Some see continuous improvement as a meta-process, such as W. Edwards Deming, an early proponent, who saw it as part of a larger system of organizational goals. But a bigger definition considers continuous improvement as a gradual and never-ending process that tries to increase effectiveness and efficiency to fulfill a company’s objectives.

The Continuous Improvement Process

The continuous improvement process is sometimes referred to as the PDCA cycle. That’s the initials for each of the four steps in that process: plan, do, check and act. Let’s take a look at each of those stages and how they work.

Plan

To begin, brainstorm with your team and identify areas for improvement. Then, from these sessions, build an action plan to implement the ideas that were developed to improve on the opportunities you identified.

Do

This is the stage where you implement that plan. It’s best to make the change on a small scale so that you can measure its effectiveness before going all in.

Check

Monitor and test the results of the plan to prove that it is in fact improving whatever was targeted for improvement.

Act

With the data collected in the last step, you can now make a decision as to whether to implement the change full-scale or abandon it and try again.

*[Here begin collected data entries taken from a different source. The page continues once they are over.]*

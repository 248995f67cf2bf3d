//! Shared helpers for the integration tests: an in-memory transcoder and
//! minimal fragmented MP4 boxes.

#![allow(dead_code)]

use std::io;
use std::sync::atomic::{AtomicBool, AtomicU32, Ordering};
use std::sync::Arc;
use std::time::Duration;

use tokio::io::{AsyncWriteExt, DuplexStream};
use tokio::sync::{mpsc, oneshot};

use ipcam_live::supervisor::{ProcessHandle, TranscodeOutputs, Transcoder};

/// Test side of one fake process run
pub struct FakeRun {
    pub args: Vec<String>,
    pub media: DuplexStream,
    pub frames: DuplexStream,
    pub log: DuplexStream,
    pub killed: Arc<AtomicBool>,
    exit: Option<oneshot::Sender<i32>>,
}

impl FakeRun {
    /// Make the process exit with `code`, closing its outputs
    pub fn exit(mut self, code: i32) {
        if let Some(exit) = self.exit.take() {
            let _ = exit.send(code);
        }
    }

    pub fn was_killed(&self) -> bool {
        self.killed.load(Ordering::SeqCst)
    }

    pub async fn write_media(&mut self, data: &[u8]) {
        self.media.write_all(data).await.unwrap();
    }

    pub async fn write_frames(&mut self, data: &[u8]) {
        self.frames.write_all(data).await.unwrap();
    }
}

pub struct FakeProcess {
    exit: Option<oneshot::Receiver<i32>>,
    killed: Arc<AtomicBool>,
    id: u32,
}

impl ProcessHandle for FakeProcess {
    async fn wait(&mut self) -> io::Result<Option<i32>> {
        let Some(exit) = self.exit.as_mut() else {
            return Ok(None);
        };
        // sender dropped: the run ended without a code
        let code = exit.await.ok();
        self.exit = None;
        Ok(code)
    }

    async fn kill(&mut self) -> io::Result<()> {
        self.killed.store(true, Ordering::SeqCst);
        self.exit = None;
        Ok(())
    }

    fn id(&self) -> Option<u32> {
        Some(self.id)
    }
}

/// Transcoder that hands every run to the test through a channel
pub struct FakeTranscoder {
    runs: mpsc::UnboundedSender<FakeRun>,
    fail: Arc<AtomicBool>,
    spawns: Arc<AtomicU32>,
}

/// Test side of a [`FakeTranscoder`]
pub struct FakeControl {
    pub runs: mpsc::UnboundedReceiver<FakeRun>,
    pub fail: Arc<AtomicBool>,
    pub spawns: Arc<AtomicU32>,
}

impl FakeControl {
    /// Wait for the next spawned run
    pub async fn next_run(&mut self) -> FakeRun {
        tokio::time::timeout(Duration::from_secs(30), self.runs.recv())
            .await
            .expect("no run spawned in time")
            .expect("transcoder dropped")
    }

    pub fn fail_spawns(&self, fail: bool) {
        self.fail.store(fail, Ordering::SeqCst);
    }
}

pub fn fake_transcoder() -> (FakeTranscoder, FakeControl) {
    let (tx, rx) = mpsc::unbounded_channel();
    let fail = Arc::new(AtomicBool::new(false));
    let spawns = Arc::new(AtomicU32::new(0));
    (
        FakeTranscoder {
            runs: tx,
            fail: Arc::clone(&fail),
            spawns: Arc::clone(&spawns),
        },
        FakeControl {
            runs: rx,
            fail,
            spawns,
        },
    )
}

impl Transcoder for FakeTranscoder {
    type Process = FakeProcess;

    fn spawn(&self, args: &[String]) -> io::Result<(Self::Process, TranscodeOutputs)> {
        let id = self.spawns.fetch_add(1, Ordering::SeqCst) + 1;
        if self.fail.load(Ordering::SeqCst) {
            return Err(io::Error::new(io::ErrorKind::NotFound, "fake transcoder missing"));
        }

        let (media, media_out) = tokio::io::duplex(256 * 1024);
        let (frames, frames_out) = tokio::io::duplex(256 * 1024);
        let (log, log_out) = tokio::io::duplex(16 * 1024);
        let (exit_tx, exit_rx) = oneshot::channel();
        let killed = Arc::new(AtomicBool::new(false));

        let run = FakeRun {
            args: args.to_vec(),
            media,
            frames,
            log,
            killed: Arc::clone(&killed),
            exit: Some(exit_tx),
        };
        self.runs
            .send(run)
            .map_err(|_| io::Error::new(io::ErrorKind::BrokenPipe, "test side gone"))?;

        let outputs = TranscodeOutputs {
            media: Box::pin(media_out),
            frames: Box::pin(frames_out),
            log: Some(Box::pin(log_out)),
        };
        Ok((
            FakeProcess {
                exit: Some(exit_rx),
                killed,
                id,
            },
            outputs,
        ))
    }
}

pub fn mp4_box(box_type: &[u8; 4], payload: &[u8]) -> Vec<u8> {
    let mut out = Vec::with_capacity(payload.len() + 8);
    out.extend_from_slice(&((payload.len() + 8) as u32).to_be_bytes());
    out.extend_from_slice(box_type);
    out.extend_from_slice(payload);
    out
}

/// `ftyp` + `moov` without tracks
pub fn init_segment() -> Vec<u8> {
    let mut out = mp4_box(b"ftyp", b"isom\0\0\x02\0isomiso2mp41");
    out.extend(mp4_box(b"moov", &mp4_box(b"mvhd", &[0u8; 100])));
    out
}

/// `moof` + `mdat` whose payload is tagged with `tag`
pub fn fragment(tag: u8) -> Vec<u8> {
    let mut out = mp4_box(b"moof", &mp4_box(b"mfhd", &[0, 0, 0, 0, 0, 0, 0, tag]));
    out.extend(mp4_box(b"mdat", &[tag; 64]));
    out
}

pub fn jpeg(tag: u8) -> Vec<u8> {
    vec![0xFF, 0xD8, 0xFF, 0xE0, tag, tag, tag, 0xFF, 0xD9]
}

pub fn init_tracing() {
    let _ = tracing_subscriber::fmt()
        .with_env_filter(tracing_subscriber::EnvFilter::from_default_env())
        .with_test_writer()
        .try_init();
}
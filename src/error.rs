//! Error types
//!
//! The crate-level [`Error`] wraps one sub-enum per concern. Recoverable,
//! user-facing misses (fragment not in the window, no running session) are
//! not errors; they are reported as values by the cache and the HLS endpoint.

use std::io;

/// Result alias used throughout the crate
pub type Result<T> = std::result::Result<T, Error>;

/// Top-level error type
#[derive(Debug)]
pub enum Error {
    /// I/O failure (pipes, process handles)
    Io(io::Error),
    /// Container or codec parsing failure
    Media(MediaError),
    /// Process supervision failure
    Supervisor(SupervisorError),
    /// Invalid transcode parameters
    Params(ParamsError),
}

impl std::fmt::Display for Error {
    fn fmt(&self, f: &mut std::fmt::Formatter<'_>) -> std::fmt::Result {
        match self {
            Error::Io(e) => write!(f, "I/O error: {}", e),
            Error::Media(e) => write!(f, "Media error: {}", e),
            Error::Supervisor(e) => write!(f, "Supervisor error: {}", e),
            Error::Params(e) => write!(f, "Parameter error: {}", e),
        }
    }
}

impl std::error::Error for Error {
    fn source(&self) -> Option<&(dyn std::error::Error + 'static)> {
        match self {
            Error::Io(e) => Some(e),
            Error::Media(e) => Some(e),
            Error::Supervisor(e) => Some(e),
            Error::Params(e) => Some(e),
        }
    }
}

impl From<io::Error> for Error {
    fn from(e: io::Error) -> Self {
        Error::Io(e)
    }
}

impl From<MediaError> for Error {
    fn from(e: MediaError) -> Self {
        Error::Media(e)
    }
}

impl From<SupervisorError> for Error {
    fn from(e: SupervisorError) -> Self {
        Error::Supervisor(e)
    }
}

impl From<ParamsError> for Error {
    fn from(e: ParamsError) -> Self {
        Error::Params(e)
    }
}

/// Container and codec parsing errors
#[derive(Debug, Clone, PartialEq, Eq)]
pub enum MediaError {
    /// Box header declares a size smaller than the header itself
    InvalidBox { box_type: [u8; 4], size: u64 },
    /// Box exceeds the configured maximum
    BoxTooLarge { box_type: [u8; 4], size: u64 },
    /// Malformed AVCDecoderConfigurationRecord
    InvalidAvcConfig,
    /// Malformed AudioSpecificConfig / esds descriptor
    InvalidAacConfig,
}

impl std::fmt::Display for MediaError {
    fn fmt(&self, f: &mut std::fmt::Formatter<'_>) -> std::fmt::Result {
        match self {
            MediaError::InvalidBox { box_type, size } => write!(
                f,
                "Invalid box '{}' with size {}",
                String::from_utf8_lossy(box_type),
                size
            ),
            MediaError::BoxTooLarge { box_type, size } => write!(
                f,
                "Box '{}' too large: {} bytes",
                String::from_utf8_lossy(box_type),
                size
            ),
            MediaError::InvalidAvcConfig => write!(f, "Invalid AVC decoder configuration"),
            MediaError::InvalidAacConfig => write!(f, "Invalid AAC audio configuration"),
        }
    }
}

impl std::error::Error for MediaError {}

/// Process supervision errors
#[derive(Debug)]
pub enum SupervisorError {
    /// A session is already active; it must be stopped first
    AlreadyRunning,
    /// The transcoder executable could not be launched
    Spawn(io::Error),
}

impl std::fmt::Display for SupervisorError {
    fn fmt(&self, f: &mut std::fmt::Formatter<'_>) -> std::fmt::Result {
        match self {
            SupervisorError::AlreadyRunning => {
                write!(f, "A transcode session is already running")
            }
            SupervisorError::Spawn(e) => write!(f, "Failed to spawn transcoder: {}", e),
        }
    }
}

impl std::error::Error for SupervisorError {
    fn source(&self) -> Option<&(dyn std::error::Error + 'static)> {
        match self {
            SupervisorError::AlreadyRunning => None,
            SupervisorError::Spawn(e) => Some(e),
        }
    }
}

/// Transcode parameter errors
#[derive(Debug, Clone, PartialEq, Eq)]
pub enum ParamsError {
    /// No source (RTSP) URL was given
    MissingSourceUrl,
}

impl std::fmt::Display for ParamsError {
    fn fmt(&self, f: &mut std::fmt::Formatter<'_>) -> std::fmt::Result {
        match self {
            ParamsError::MissingSourceUrl => write!(f, "Missing rtsp url"),
        }
    }
}

impl std::error::Error for ParamsError {}

#[cfg(test)]
mod tests {
    use super::*;

    #[test]
    fn test_display_messages() {
        assert_eq!(
            SupervisorError::AlreadyRunning.to_string(),
            "A transcode session is already running"
        );
        assert_eq!(ParamsError::MissingSourceUrl.to_string(), "Missing rtsp url");

        let err = MediaError::InvalidBox {
            box_type: *b"moof",
            size: 4,
        };
        assert_eq!(err.to_string(), "Invalid box 'moof' with size 4");
    }

    #[test]
    fn test_from_conversions() {
        let err: Error = SupervisorError::AlreadyRunning.into();
        assert!(matches!(
            err,
            Error::Supervisor(SupervisorError::AlreadyRunning)
        ));

        let err: Error = io::Error::new(io::ErrorKind::NotFound, "ffmpeg").into();
        assert!(matches!(err, Error::Io(_)));
        assert!(std::error::Error::source(&err).is_some());
    }
}
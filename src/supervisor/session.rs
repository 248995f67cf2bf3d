//! Per-session bookkeeping

use std::sync::atomic::{AtomicBool, AtomicU32, AtomicU64, Ordering};
use std::time::Duration;

use tokio::sync::watch;
use tokio::time::Instant;

/// Snapshot of the active (or last) transcode session
#[derive(Debug, Clone)]
pub struct SessionInfo {
    /// Cache epoch of the current run
    pub epoch: u64,
    /// Argument list the process is launched with
    pub args: Vec<String>,
    /// Respawns so far
    pub restarts: u32,
    /// OS process id of the current run
    pub pid: Option<u32>,
    /// When the session was started
    pub started_at: Instant,
    /// Last time the process produced output
    pub last_activity: Instant,
    /// Whether the session is still being supervised
    pub running: bool,
}

/// Lock-free "last output" timestamp, touched by the reader tasks
#[derive(Debug)]
pub(crate) struct Activity {
    base: Instant,
    /// Milliseconds since `base`
    last_ms: AtomicU64,
}

impl Activity {
    pub(crate) fn new() -> Self {
        Self {
            base: Instant::now(),
            last_ms: AtomicU64::new(0),
        }
    }

    pub(crate) fn touch(&self) {
        let ms = Instant::now().saturating_duration_since(self.base).as_millis() as u64;
        self.last_ms.fetch_max(ms, Ordering::Relaxed);
    }

    pub(crate) fn last(&self) -> Instant {
        self.base + Duration::from_millis(self.last_ms.load(Ordering::Relaxed))
    }

    pub(crate) fn base(&self) -> Instant {
        self.base
    }
}

/// State shared between the supervisor and its monitor task
#[derive(Debug)]
pub(crate) struct SessionShared {
    pub(crate) args: Vec<String>,
    pub(crate) activity: Activity,
    pub(crate) epoch: AtomicU64,
    pub(crate) restarts: AtomicU32,
    /// 0 = no process
    pub(crate) pid: AtomicU32,
    pub(crate) running: AtomicBool,
}

impl SessionShared {
    pub(crate) fn new(args: Vec<String>) -> Self {
        Self {
            args,
            activity: Activity::new(),
            epoch: AtomicU64::new(0),
            restarts: AtomicU32::new(0),
            pid: AtomicU32::new(0),
            running: AtomicBool::new(true),
        }
    }

    pub(crate) fn is_running(&self) -> bool {
        self.running.load(Ordering::Acquire)
    }

    pub(crate) fn info(&self) -> SessionInfo {
        let pid = self.pid.load(Ordering::Relaxed);
        SessionInfo {
            epoch: self.epoch.load(Ordering::Relaxed),
            args: self.args.clone(),
            restarts: self.restarts.load(Ordering::Relaxed),
            pid: (pid != 0).then_some(pid),
            started_at: self.activity.base(),
            last_activity: self.activity.last(),
            running: self.is_running(),
        }
    }
}

/// Cheap, cloneable view of whether a session is being supervised
///
/// Handed to the HLS endpoint and viewer factories so they can refuse
/// requests while nothing is running without depending on the supervisor
/// type.
#[derive(Debug, Clone)]
pub struct SessionWatch {
    rx: watch::Receiver<bool>,
}

impl SessionWatch {
    pub(crate) fn new(rx: watch::Receiver<bool>) -> Self {
        Self { rx }
    }

    /// A watch that is permanently "running"; useful when the caches are
    /// fed by something other than a supervisor
    pub fn always_running() -> Self {
        let (tx, rx) = watch::channel(true);
        // keep the last value readable after the sender is gone
        drop(tx);
        Self { rx }
    }

    /// Whether a session is currently running
    pub fn is_running(&self) -> bool {
        *self.rx.borrow()
    }

    /// Resolve once no session is running
    pub async fn stopped(&self) {
        let mut rx = self.rx.clone();
        if rx.wait_for(|running| !*running).await.is_err() {
            // sender gone while running: it never stops
            std::future::pending::<()>().await;
        }
    }
}

#[cfg(test)]
mod tests {
    use super::*;

    #[tokio::test(start_paused = true)]
    async fn test_activity_touch() {
        let activity = Activity::new();
        let start = activity.last();

        tokio::time::advance(Duration::from_secs(3)).await;
        assert_eq!(activity.last(), start);

        activity.touch();
        assert_eq!(activity.last(), start + Duration::from_secs(3));
    }

    #[tokio::test]
    async fn test_session_watch() {
        let (tx, rx) = watch::channel(true);
        let watch = SessionWatch::new(rx);
        assert!(watch.is_running());

        let stopped = {
            let watch = watch.clone();
            tokio::spawn(async move { watch.stopped().await })
        };
        tx.send_replace(false);
        stopped.await.unwrap();
        assert!(!watch.is_running());

        assert!(SessionWatch::always_running().is_running());
    }
}
mod common;

use std::sync::{Arc, Mutex};
use std::time::Duration;

use bytes::Bytes;
use ipcam_live::cache::FragmentSubscription;
use ipcam_live::error::SupervisorError;
use ipcam_live::supervisor::LogSink;
use ipcam_live::{
    CacheEvent, FragmentCache, FrameRelay, HlsEndpoint, HlsError, RestartPolicy, Supervisor,
    TranscodeParams,
};

use common::{fake_transcoder, fragment, init_segment, init_tracing, jpeg, FakeTranscoder};

fn setup() -> (Supervisor<FakeTranscoder>, common::FakeControl) {
    init_tracing();
    let (transcoder, control) = fake_transcoder();
    let supervisor = Supervisor::new(
        transcoder,
        Arc::new(FragmentCache::new()),
        Arc::new(FrameRelay::new()),
    );
    (supervisor, control)
}

fn args() -> Vec<String> {
    TranscodeParams::new("rtsp://camera/stream").build().unwrap()
}

fn quick_policy() -> RestartPolicy {
    RestartPolicy::default().spawn_after_exit(Duration::from_millis(10))
}

async fn next_event(sub: &mut FragmentSubscription) -> CacheEvent {
    tokio::time::timeout(Duration::from_secs(5), sub.recv())
        .await
        .expect("no cache event in time")
        .expect("cache closed")
}

async fn next_sequence(sub: &mut FragmentSubscription) -> u64 {
    match next_event(sub).await {
        CacheEvent::Fragment(f) => f.sequence,
        other => panic!("expected fragment, got {:?}", other),
    }
}

#[tokio::test]
async fn test_respawn_resets_cache_and_sequence() {
    let (supervisor, mut control) = setup();
    let cache = Arc::clone(supervisor.cache());

    supervisor.start(args(), quick_policy()).await.unwrap();
    assert!(supervisor.is_running());

    let mut sub = cache.subscribe().await;
    let mut run = control.next_run().await;
    assert_eq!(run.args, args());

    run.write_media(&init_segment()).await;
    for tag in 1..=3u8 {
        run.write_media(&fragment(tag)).await;
    }
    assert!(matches!(next_event(&mut sub).await, CacheEvent::Initialized(_)));
    for expected in 1..=3 {
        assert_eq!(next_sequence(&mut sub).await, expected);
    }
    let first_epoch = cache.epoch().await;

    run.exit(1);
    let mut second = control.next_run().await;

    // the reset is visible before anything from the new run
    match next_event(&mut sub).await {
        CacheEvent::Reset { epoch } => assert!(epoch > first_epoch),
        other => panic!("expected reset, got {:?}", other),
    }
    assert!(cache.current_initialization().await.is_none());
    assert!(cache.current_playlist().await.is_none());
    assert!(cache.fragment_by_id(1).await.is_none());

    second.write_media(&init_segment()).await;
    second.write_media(&fragment(42)).await;
    assert!(matches!(next_event(&mut sub).await, CacheEvent::Initialized(_)));
    assert_eq!(next_sequence(&mut sub).await, 1);

    assert_eq!(
        cache.fragment_by_id(1).await.unwrap().data,
        Bytes::from(fragment(42))
    );
    assert!(cache.fragment_by_id(3).await.is_none());

    let info = supervisor.info().await.unwrap();
    assert_eq!(info.restarts, 1);
    assert!(info.running);
    assert_eq!(info.epoch, cache.epoch().await);

    supervisor.stop().await;
}

#[tokio::test]
async fn test_output_written_before_exit_is_published() {
    let (supervisor, mut control) = setup();
    let cache = Arc::clone(supervisor.cache());

    supervisor.start(args(), quick_policy()).await.unwrap();
    let mut sub = cache.subscribe().await;
    let mut run = control.next_run().await;

    run.write_media(&init_segment()).await;
    run.write_media(&fragment(1)).await;
    run.exit(0);

    assert!(matches!(next_event(&mut sub).await, CacheEvent::Initialized(_)));
    assert_eq!(next_sequence(&mut sub).await, 1);
    assert!(matches!(next_event(&mut sub).await, CacheEvent::Reset { .. }));

    let _second = control.next_run().await;
    supervisor.stop().await;
}

#[tokio::test]
async fn test_start_rejected_while_running() {
    let (supervisor, mut control) = setup();

    supervisor.start(args(), quick_policy()).await.unwrap();
    let _run = control.next_run().await;

    let err = supervisor.start(args(), quick_policy()).await.unwrap_err();
    assert!(matches!(err, SupervisorError::AlreadyRunning));

    supervisor.stop().await;
}

#[tokio::test]
async fn test_stop_kills_and_resets() {
    let (supervisor, mut control) = setup();
    let cache = Arc::clone(supervisor.cache());
    let relay = Arc::clone(supervisor.relay());

    supervisor.start(args(), quick_policy()).await.unwrap();
    let mut sub = cache.subscribe().await;
    let (_, mut frames) = relay.subscribe().await;
    let mut run = control.next_run().await;

    run.write_media(&init_segment()).await;
    run.write_media(&fragment(1)).await;
    run.write_frames(&jpeg(1)).await;
    assert!(matches!(next_event(&mut sub).await, CacheEvent::Initialized(_)));
    assert_eq!(next_sequence(&mut sub).await, 1);
    assert_eq!(&frames.recv().await.unwrap()[..], &jpeg(1)[..]);

    supervisor.stop().await;

    assert!(run.was_killed());
    assert!(!supervisor.is_running());
    assert!(supervisor.info().await.is_none());
    assert!(cache.current_initialization().await.is_none());
    assert!(cache.latest_fragment().await.is_none());
    assert!(relay.current_frame().await.is_none());
    assert!(matches!(next_event(&mut sub).await, CacheEvent::Reset { .. }));

    // idempotent
    supervisor.stop().await;

    // a fresh start works after stop
    supervisor.start(args(), quick_policy()).await.unwrap();
    let _again = control.next_run().await;
    assert!(supervisor.is_running());
    supervisor.stop().await;
}

#[tokio::test]
async fn test_spawn_failure_on_start() {
    let (supervisor, control) = setup();
    control.fail_spawns(true);

    let err = supervisor.start(args(), quick_policy()).await.unwrap_err();
    assert!(matches!(err, SupervisorError::Spawn(_)));
    assert!(!supervisor.is_running());
    assert!(supervisor.info().await.is_none());

    // stop with nothing running is a no-op
    supervisor.stop().await;
}

#[tokio::test(start_paused = true)]
async fn test_stalled_process_is_killed_and_respawned() {
    let (supervisor, mut control) = setup();
    let policy = RestartPolicy::default()
        .kill_after_stall(Duration::from_secs(5))
        .spawn_after_exit(Duration::from_secs(1));

    supervisor.start(args(), policy).await.unwrap();
    let mut first = control.next_run().await;

    // output keeps the process alive
    tokio::time::sleep(Duration::from_secs(4)).await;
    first.write_media(&init_segment()).await;
    tokio::time::sleep(Duration::from_secs(4)).await;
    assert!(!first.was_killed());

    let _second = control.next_run().await;
    assert!(first.was_killed());

    let info = supervisor.info().await.unwrap();
    assert_eq!(info.restarts, 1);
    assert!(info.running);

    supervisor.stop().await;
}

#[tokio::test(start_paused = true)]
async fn test_respawn_limit_leaves_session_stopped() {
    let (supervisor, mut control) = setup();
    let cache = Arc::clone(supervisor.cache());
    let watch = supervisor.watch();
    let policy = RestartPolicy::default()
        .spawn_after_exit(Duration::from_secs(1))
        .respawn_limit(2);

    supervisor.start(args(), policy).await.unwrap();
    for _ in 0..3 {
        // dropping the run ends the process
        drop(control.next_run().await);
    }

    tokio::time::timeout(Duration::from_secs(30), watch.stopped())
        .await
        .unwrap();
    assert!(!supervisor.is_running());
    assert_eq!(control.spawns.load(std::sync::atomic::Ordering::SeqCst), 3);

    let info = supervisor.info().await.unwrap();
    assert_eq!(info.restarts, 2);
    assert!(!info.running);
    assert!(cache.current_initialization().await.is_none());

    // starting again is allowed once the old session gave up
    supervisor.start(args(), RestartPolicy::default()).await.unwrap();
    let _run = control.next_run().await;
    assert!(supervisor.is_running());
    supervisor.stop().await;
}

#[tokio::test(start_paused = true)]
async fn test_failed_respawns_count_towards_limit() {
    let (supervisor, mut control) = setup();
    let watch = supervisor.watch();
    let policy = RestartPolicy::default()
        .spawn_after_exit(Duration::from_secs(1))
        .respawn_limit(3);

    supervisor.start(args(), policy).await.unwrap();
    let first = control.next_run().await;
    control.fail_spawns(true);
    drop(first);

    tokio::time::timeout(Duration::from_secs(30), watch.stopped())
        .await
        .unwrap();
    assert_eq!(control.spawns.load(std::sync::atomic::Ordering::SeqCst), 4);
    assert_eq!(supervisor.info().await.unwrap().restarts, 3);
}

#[tokio::test]
async fn test_log_lines_reach_sink() {
    init_tracing();
    let lines = Arc::new(Mutex::new(Vec::<String>::new()));
    let sink: LogSink = {
        let lines = Arc::clone(&lines);
        Arc::new(move |line: &str| lines.lock().unwrap().push(line.to_string()))
    };

    let (transcoder, mut control) = fake_transcoder();
    let supervisor = Supervisor::new(
        transcoder,
        Arc::new(FragmentCache::new()),
        Arc::new(FrameRelay::new()),
    )
    .with_log_sink(sink);

    supervisor.start(args(), quick_policy()).await.unwrap();
    let mut run = control.next_run().await;

    use tokio::io::AsyncWriteExt;
    run.log
        .write_all(b"Input #0, rtsp, from 'rtsp://camera/stream':\nStream mapping:\n")
        .await
        .unwrap();

    for _ in 0..500 {
        if lines.lock().unwrap().len() == 2 {
            break;
        }
        tokio::time::sleep(Duration::from_millis(10)).await;
    }
    assert_eq!(
        *lines.lock().unwrap(),
        vec![
            "Input #0, rtsp, from 'rtsp://camera/stream':".to_string(),
            "Stream mapping:".to_string()
        ]
    );

    supervisor.stop().await;
}

#[tokio::test]
async fn test_hls_through_supervisor() {
    let (supervisor, mut control) = setup();
    let hls = HlsEndpoint::new(Arc::clone(supervisor.cache()), supervisor.watch());

    assert_eq!(hls.get("test.m3u8").await, Err(HlsError::Unavailable));

    supervisor.start(args(), quick_policy()).await.unwrap();
    let mut run = control.next_run().await;

    let waiter = {
        let hls = hls.clone();
        tokio::spawn(async move { hls.get("test.m3u8").await })
    };

    run.write_media(&init_segment()).await;
    run.write_media(&fragment(1)).await;

    let playlist = tokio::time::timeout(Duration::from_secs(5), waiter)
        .await
        .unwrap()
        .unwrap()
        .unwrap();
    let text = String::from_utf8(playlist.body.to_vec()).unwrap();
    assert!(text.contains("#EXT-X-MAP:URI=\"init-test.mp4\""));
    assert!(text.contains("test1.m4s"));

    assert_eq!(
        hls.get("test1.m4s").await.unwrap().body,
        Bytes::from(fragment(1))
    );
    assert_eq!(hls.get("test7.m4s").await, Err(HlsError::NotFound));

    // a request waiting on the next session's data resolves when stopped
    supervisor.stop().await;
    assert_eq!(hls.get("init-test.mp4").await, Err(HlsError::Unavailable));
}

Continuous Improvement History

While the title of inventor might be harder to pin on a specific person, W. Edwards Deming is considered one of the pioneers of continuous improvement methodology.

Some even refer to continuous improvement methodology as the Deming Cycle, though he credits Walter A. Shewhart, an American physicist, engineer and statistician, for the idea.

Deming went to Japan after World War II as part of an American initiative that sought to help Japanese manufacturers rebuild their factories and improve their efficiency. His work would inspire methodologies such as just-in-time manufacturing (JIT), lean manufacturing and kaizen.

Continuous Improvement Methodologies

The idea of evaluating a process to come up with a plan to improve it has been applied in many ways. There are many types of continuous improvement methodologies. Here are just a few.

Continuous Improvement and Kanban Project Management

Kanban boards, the visual workflow tool, is a great fit for continuous improvement. It is by design evolutionary, encourages an experimental approach and fosters team collaboration. Kanban provides visibility, metrics and the focus necessary for continuous improvement. You can identify problems on the board and then plan to resolve them.

Continuous Improvement and Lean Manufacturing

Lean manufacturing focuses on identifying value, value stream mapping, creating flow, establishing pull and continuous improvement. It uses just-in-time production to ensure that you have what you need when you need it without having extra materials in your inventory that will cost extra to the warehouse.

Continuous Improvement and Six Sigma

Six Sigma is a process improvement methodology that minimizes the amount of variations in an end product. It uses statistical data to benchmark the process, which is considered optimized if it produces less than 3.4 defects per one million cycles. This reduces defects but also inconsistencies.

Benefits of Continuous Improvement

The idea of continuous improvement is to gain benefits that will make a company more profitable or competitive in the marketplace. But it’s also instrumental in improving product quality. It’s given that continuous improvement will lead to an increase in efficiency and productivity.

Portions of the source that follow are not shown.